I have been following the deregulation discussions on here and found many enlightening and some troublesome. All the professions and trades in House Bill 5005 will be lobbying to exclude their particular one. I am concerned that we will get lost in the shuffle. As has been stated on here, the persons voting on this are ignorant of how important land surveying is, to not only the public, but to other professions. In addition to contacting the committee members and my legislators, I am actively trying to get the executives in the title companies I deal with to contact the above and to lobby in our behalf. In addition I have asked the county attorneys, city attorneys and private law firms I deal with to do the same. There are 67 counties and over 400 municipalities in our state. The requirement for products from a surveyor licensed pursuant to FS 472 is likely in all their LDR's. The 472 requirement is also intertwined in the law concerning the removal of the title insurance "survey exception". Do those statutes automatically become modified? We are intertwined in the regulations in the financial world. It is my belief that surveyors and our society lobbying is certainly helpful, we need to make a concerted effort to get our consumers contacting the legislators.

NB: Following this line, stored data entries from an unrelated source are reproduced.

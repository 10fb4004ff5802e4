//! Gesture, projection, and coordinate-bridge engine for the AR placement scene.
//!
//! This crate is compiled to WebAssembly and driven by the `web` host. It owns
//! the interactive state of the scene: translating raw pointer events into
//! object transforms, keeping the authoritative transform store, animating the
//! displayed view toward it, and publishing the selected object's projected
//! screen position to an external text sink once per frame. The host is
//! responsible only for wiring DOM events, the frame clock, and the camera
//! stream to the engine.
//!
//! ## Module layout
//!
//! | Module | Role |
//! |--------|------|
//! | [`engine`] | Orchestrator: selection, placement, gestures, per-frame publish |
//! | [`doc`] | Object types and the committed transform store |
//! | [`camera`] | Perspective camera, world-to-screen projection, screen rays |
//! | [`input`] | Gesture intents and the gesture state machine types |
//! | [`hit`] | Hit-testing pointer positions against placed objects |
//! | [`motion`] | Animated view of each object and the interpolation seam |
//! | [`timer`] | Cancellable deferred actions (long-press, intent revert) |
//! | [`bridge`] | Coordinate bridge protocol and sinks |
//! | [`feed`] | Bounded, most-recent-first HUD log feed |
//! | [`session`] | Camera session lifecycle and media error taxonomy |
//! | [`config`] | Tunables, URL query overrides |
//! | [`consts`] | Shared numeric constants (thresholds, limits, defaults) |

pub mod bridge;
pub mod camera;
pub mod config;
pub mod consts;
pub mod doc;
pub mod engine;
pub mod feed;
pub mod hit;
pub mod input;
pub mod motion;
pub mod session;
pub mod timer;
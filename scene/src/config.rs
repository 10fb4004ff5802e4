//! Scene configuration: gesture thresholds, transform limits, camera, bridge.
//!
//! Defaults come from [`crate::consts`]. A host can overlay decoded URL
//! query parameters (`SceneConfig::from_pairs`) or load a JSON document
//! (`SceneConfig::from_json`); both validate the result.

#[cfg(test)]
#[path = "config_test.rs"]
mod config_test;

use serde::{Deserialize, Serialize};

use crate::consts::*;
use crate::doc::Rgb;

/// Query keys that skip camera acquisition.
const BYPASS_KEYS: [&str; 2] = ["automation", "nocamera"];

#[derive(Debug, thiserror::Error)]
pub enum ConfigError {
    #[error("invalid number for `{key}`: {value:?}")]
    InvalidNumber { key: String, value: String },
    #[error("invalid scale range: min {min}, max {max}")]
    InvalidScaleRange { min: f64, max: f64 },
    #[error("invalid config json: {0}")]
    Json(#[from] serde_json::Error),
}

/// All tunables for one scene.
#[derive(Debug, Clone, PartialEq, Serialize, Deserialize)]
#[serde(default)]
pub struct SceneConfig {
    pub long_press_ms: f64,
    pub intent_revert_ms: f64,
    pub bounce_ms: f64,
    pub move_threshold_px: f64,
    pub min_scale: f64,
    pub max_scale: f64,
    pub log_capacity: usize,
    pub camera_fov_deg: f64,
    pub camera_distance: f64,
    pub camera_near: f64,
    pub camera_far: f64,
    pub object_half_extent: f64,
    pub selected_scale_boost: f64,
    pub bounce_scale_boost: f64,
    pub highlight_color: Rgb,
    pub smoothing_half_life_ms: f64,
    pub bridge_element_id: String,
    /// Skip camera acquisition and start active immediately (headless runs).
    pub bypass_camera: bool,
    /// Seed for placement colors.
    pub color_seed: u64,
}

impl Default for SceneConfig {
    fn default() -> Self {
        Self {
            long_press_ms: LONG_PRESS_MS,
            intent_revert_ms: INTENT_REVERT_MS,
            bounce_ms: BOUNCE_MS,
            move_threshold_px: MOVE_THRESHOLD_PX,
            min_scale: MIN_SCALE,
            max_scale: MAX_SCALE,
            log_capacity: LOG_CAPACITY,
            camera_fov_deg: CAMERA_FOV_DEG,
            camera_distance: CAMERA_DISTANCE,
            camera_near: CAMERA_NEAR,
            camera_far: CAMERA_FAR,
            object_half_extent: OBJECT_HALF_EXTENT,
            selected_scale_boost: SELECTED_SCALE_BOOST,
            bounce_scale_boost: BOUNCE_SCALE_BOOST,
            highlight_color: Rgb::new(0xff, 0xd8, 0x4d),
            smoothing_half_life_ms: SMOOTHING_HALF_LIFE_MS,
            bridge_element_id: BRIDGE_ELEMENT_ID.to_owned(),
            bypass_camera: false,
            color_seed: 0x5eed,
        }
    }
}

impl SceneConfig {
    /// Defaults overlaid with decoded URL query pairs (`automation=1`, `max_scale=4`).
    ///
    /// Unknown keys are ignored.
    ///
    /// # Errors
    ///
    /// Returns `InvalidNumber` for an unparseable numeric value and
    /// `InvalidScaleRange` if the resulting bounds are unusable.
    pub fn from_pairs<I, K, V>(pairs: I) -> Result<Self, ConfigError>
    where
        I: IntoIterator<Item = (K, V)>,
        K: AsRef<str>,
        V: AsRef<str>,
    {
        let mut config = Self::default();
        for (key, value) in pairs {
            let (key, value) = (key.as_ref(), value.as_ref().trim());
            match key {
                k if BYPASS_KEYS.contains(&k) => config.bypass_camera = parse_flag(value),
                "long_press_ms" => config.long_press_ms = parse_number(key, value)?,
                "min_scale" => config.min_scale = parse_number(key, value)?,
                "max_scale" => config.max_scale = parse_number(key, value)?,
                "seed" => {
                    config.color_seed = value.parse::<u64>().map_err(|_| ConfigError::InvalidNumber {
                        key: key.to_owned(),
                        value: value.to_owned(),
                    })?;
                }
                _ => log::debug!("ignoring query parameter `{key}`"),
            }
        }
        config.validate()?;
        Ok(config)
    }

    /// Parse a JSON document; missing fields take their defaults.
    ///
    /// # Errors
    ///
    /// Returns `Json` for malformed input and `InvalidScaleRange` for unusable bounds.
    pub fn from_json(json: &str) -> Result<Self, ConfigError> {
        let config: Self = serde_json::from_str(json)?;
        config.validate()?;
        Ok(config)
    }

    /// Check that the scale bounds are positive and ordered.
    ///
    /// # Errors
    ///
    /// Returns `InvalidScaleRange` otherwise.
    pub fn validate(&self) -> Result<(), ConfigError> {
        let (min, max) = (self.min_scale, self.max_scale);
        if !(min > 0.0 && max.is_finite() && min <= max) {
            return Err(ConfigError::InvalidScaleRange { min, max });
        }
        Ok(())
    }
}

fn parse_flag(value: &str) -> bool {
    matches!(value.to_ascii_lowercase().as_str(), "" | "1" | "true" | "yes" | "on")
}

fn parse_number(key: &str, value: &str) -> Result<f64, ConfigError> {
    let invalid = || ConfigError::InvalidNumber { key: key.to_owned(), value: value.to_owned() };
    let number = value.parse::<f64>().map_err(|_| invalid())?;
    if number.is_finite() { Ok(number) } else { Err(invalid()) }
}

I think it is an excellent idea to get non-surveyors to lobby about how much licensure is needed. Their opinion doesn't hold the same "self servedness" that the opinion of a surveyor would.
I talked to one of my closest Surveyor friends last night over the phone ... needless to say, he's distressed over this ... this whole thing is somewhat surreal ...
Is the Title industry also in the crosshairs?
If this deregulation was discussed as much as 6 months ago, then it's possible this too was also discussed.
What this all boils down to, from what I'm able to deduce, is that the advent of modern technology eliminates the need to insure property because GIS is "perfect". No more land disputes, therefore, no need for Title to be insured, Government insures it all, much cheaper to manage.
I suspect someone drew up a grand plan and fed it to the ignorant politician. I've also heard talk of reinventing the way we do legal descriptions, directly out of GIS.
Just a thought, I know the tin foily criticism comes to mind, I'm not saying I believe this ...
I would say that it's time that NSPS, ACSM and the Title Companies get involved.
After all, they all get together (with others) and write up the ALTA Standards that some are so fond of following to the letter, so why not have them start pitching a few dollars into the collection bucket and help out the Florida surveyors.
I will say this...If these organizations just turn a blind eye to the Florida situation then you will know for sure just how useless the whole club of standard writers really are.
Well that is a familiar name! Welcome to Beer Leg, Mr. Barley!